Why are the normally clandestine Israelis leaving calling cards since the start of the reborn JCPOA negotiations? Because it is not nuclear facilities and military ships that are being sabotaged. It is American diplomacy that would bring Iran out of international isolation. Israel is not sabotaging Iran. Israel is sabotaging the U.S.

Iran seldom publicizes Israeli acts of sabotage. And there’s a reason. If they made the attacks public and did nothing, they would look impotent; if they made the attacks public and retaliated, the world would see the Iranian retaliation and not the Israeli provocation, and the US would be forced to further isolate Iran and abort diplomacy. That’s what Israel is trying to provoke; that’s what Iran is trying to avoid. That’s what Iranian foreign minister Javad Zarif was explaining when he said that the Israelis "want to take revenge because of our progress in the way to lift sanctions…We will not fall into their trap."

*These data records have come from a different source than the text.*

use serde_json::Value;

/// Headline figure of each calculator, in lookup order.
const HEADLINE_KEYS: [&str; 4] = ["future_value", "remaining_balance", "emi", "maturity_value"];

/// Print just the headline number from the output.
///
/// Falls back to the first field of the result object when none of the
/// known headline keys is present.
pub fn print_minimal(value: &Value) {
    let result_obj = value
        .as_object()
        .and_then(|m| m.get("result"))
        .unwrap_or(value);

    if let Value::Object(map) = result_obj {
        let headline = HEADLINE_KEYS
            .iter()
            .find_map(|key| map.get(*key).filter(|v| !v.is_null()));
        if let Some(val) = headline {
            println!("{}", format_minimal(val));
            return;
        }

        if let Some((key, val)) = map.iter().next() {
            println!("{}: {}", key, format_minimal(val));
            return;
        }
    }

    println!("{}", format_minimal(result_obj));
}

fn format_minimal(value: &Value) -> String {
    match value {
        // Headline figures are whole units; drop the trailing ".0"
        Value::Number(n) => match n.as_f64() {
            Some(f) if f.fract() == 0.0 && f.abs() < 1e15 => format!("{f:.0}"),
            _ => n.to_string(),
        },
        Value::String(s) => s.clone(),
        Value::Bool(b) => b.to_string(),
        Value::Null => "null".to_string(),
        _ => serde_json::to_string(value).unwrap_or_default(),
    }
}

Iran wasn’t falling into the trap. So, Israel started leaving its calling card by informing the US and the world of their responsibility for the attacks. "Once Israeli officials are quoted, it requires the Iranians to take revenge," former head of the Mossad Danny Yatom said Monday with on an Israeli Army run radio station. Now if Iran lets the attacks go, they looked weak; if Iran retaliates, they looked like the aggressor, like terrorists. If the US let’s Israel get away with it – which they consistently have – it either embarrasses the US and shows they’ll let Israel do what they want, or it makes the US look complicit in Iran’s eyes. Either way, it weakens renewed Iranian and American efforts at diplomacy.

Because Israel brazenly carried out the attack while US Defense Secretary Lloyd Austin was in Israel, it is hard for the US to claim they didn’t know about it. So, when Austin stood beside Netanyahu in front of reporters and continued to promise America’s support for Israel’s qualitative military edge, the Israeli design is that it will look like complicity to Iran and sabotage the talks. In an April 12 media availability, when asked about what he would say to Netanyahu after the Israeli attack, Austin refused to mention Iran and said only that he is in Israel "to reassure the leadership of our commitment as a…strategic partner, only worsening that diplomacy damaging perception.

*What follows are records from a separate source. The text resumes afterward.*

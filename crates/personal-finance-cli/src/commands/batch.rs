use clap::Args;
use serde::Serialize;
use serde_json::Value;

use personal_finance_core::display::{DisplayConfig, ResultBoard};
use personal_finance_core::request::CalculationRequest;
use personal_finance_core::{Calculator, Money};

use crate::input;

/// Arguments for batch evaluation
#[derive(Args)]
pub struct BatchArgs {
    /// Path to a JSON array of requests, each tagged with "calculator"
    #[arg(long)]
    pub input: Option<String>,
}

#[derive(Debug, Serialize)]
struct BatchRow {
    index: usize,
    calculator: Calculator,
    value: Option<Money>,
    display: Option<String>,
    error: Option<String>,
}

#[derive(Debug, Serialize)]
struct BatchOutput {
    results: Vec<BatchRow>,
    last_results: ResultBoard,
}

pub fn run_batch(args: BatchArgs, display: &DisplayConfig) -> Result<Value, Box<dyn std::error::Error>> {
    let requests: Vec<CalculationRequest> = input::read_input(args.input.as_deref())?
        .ok_or("--input <file.json> or stdin required for batch evaluation")?;
    Ok(serde_json::to_value(evaluate_requests(&requests, display))?)
}

/// Evaluate every request independently. A failing request is reported in
/// its row and does not stop the rest; it also leaves that calculator's last
/// result untouched.
fn evaluate_requests(requests: &[CalculationRequest], display: &DisplayConfig) -> BatchOutput {
    let mut board = ResultBoard::default();
    let mut results = Vec::with_capacity(requests.len());

    for (index, request) in requests.iter().enumerate() {
        let calculator = request.calculator();
        let outcome = request.evaluate();
        board.record(calculator, &outcome);

        let row = match outcome {
            Ok(value) => BatchRow {
                index,
                calculator,
                value: Some(value),
                display: board.render(calculator, display),
                error: None,
            },
            Err(e) => {
                log::warn!("request {index} ({calculator:?}) failed: {e}");
                BatchRow {
                    index,
                    calculator,
                    value: None,
                    display: None,
                    error: Some(e.to_string()),
                }
            }
        };
        results.push(row);
    }

    BatchOutput {
        results,
        last_results: board,
    }
}

#[cfg(test)]
mod tests {
    use super::*;
    use serde_json::json;

    fn requests(raw: Value) -> Vec<CalculationRequest> {
        serde_json::from_value(raw).unwrap()
    }

    #[test]
    fn test_failed_request_keeps_its_row_and_the_rest_run() {
        let batch = requests(json!([
            {"calculator": "sip", "principal": 5000, "rate": 12, "time": 10},
            {"calculator": "sip", "principal": 0, "rate": 12, "time": 10},
            {"calculator": "loan", "principal": 1200000, "rate": 9, "time": 20},
            {"calculator": "sip", "principal": 1000, "rate": 0, "time": 1}
        ]));
        let output = evaluate_requests(&batch, &DisplayConfig::default());

        assert_eq!(output.results.len(), 4);
        let indices: Vec<usize> = output.results.iter().map(|r| r.index).collect();
        assert_eq!(indices, vec![0, 1, 2, 3]);

        let first = &output.results[0];
        assert_eq!(first.calculator, Calculator::Sip);
        assert_eq!(first.value, Some(1_161_695.0));
        assert_eq!(first.display.as_deref(), Some("Total Value: ₹11,61,695"));
        assert!(first.error.is_none());

        let failed = &output.results[1];
        assert_eq!(failed.calculator, Calculator::Sip);
        assert!(failed.value.is_none());
        assert!(failed.display.is_none());
        assert_eq!(
            failed.error.as_deref(),
            Some("Invalid input: principal — must be greater than zero")
        );

        assert_eq!(output.results[2].value, Some(10_797.0));
        assert_eq!(output.results[3].value, Some(12_000.0));
        assert_eq!(output.results[3].display.as_deref(), Some("Total Value: ₹12,000"));

        assert_eq!(output.last_results.sip, Some(12_000.0));
        assert_eq!(output.last_results.loan, Some(10_797.0));
        assert_eq!(output.last_results.swp, None);
        assert_eq!(output.last_results.fd, None);
    }

    #[test]
    fn test_failure_after_success_keeps_last_result() {
        let batch = requests(json!([
            {"calculator": "fd", "principal": 100000, "rate": 7, "time": 5},
            {"calculator": "fd", "principal": 100000, "rate": 7, "time": -1}
        ]));
        let output = evaluate_requests(&batch, &DisplayConfig::default());

        assert_eq!(
            output.results[1].error.as_deref(),
            Some("Invalid input: years — must be greater than zero")
        );
        assert_eq!(output.last_results.fd, Some(140_255.0));

        let rendered = serde_json::to_value(&output).unwrap();
        assert_eq!(rendered["results"][1]["value"], Value::Null);
        assert_eq!(rendered["last_results"]["fd"], json!(140255.0));
    }
}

Israel is leaving its calling card to provoke Iran into self damaging retaliation and to cast the US as complicit in attacks on Iran. The first threatens America’s willingness to engage in diplomacy with Iran; the second threatens Iran’s willingness to engage in diplomacy with America.

Israel is leaving its calling card in an attempt to sabotage America’s attempt to re-engage in diplomacy with Iran.

Ted Snider has a graduate degree in philosophy and writes on analyzing patterns in US foreign policy and history.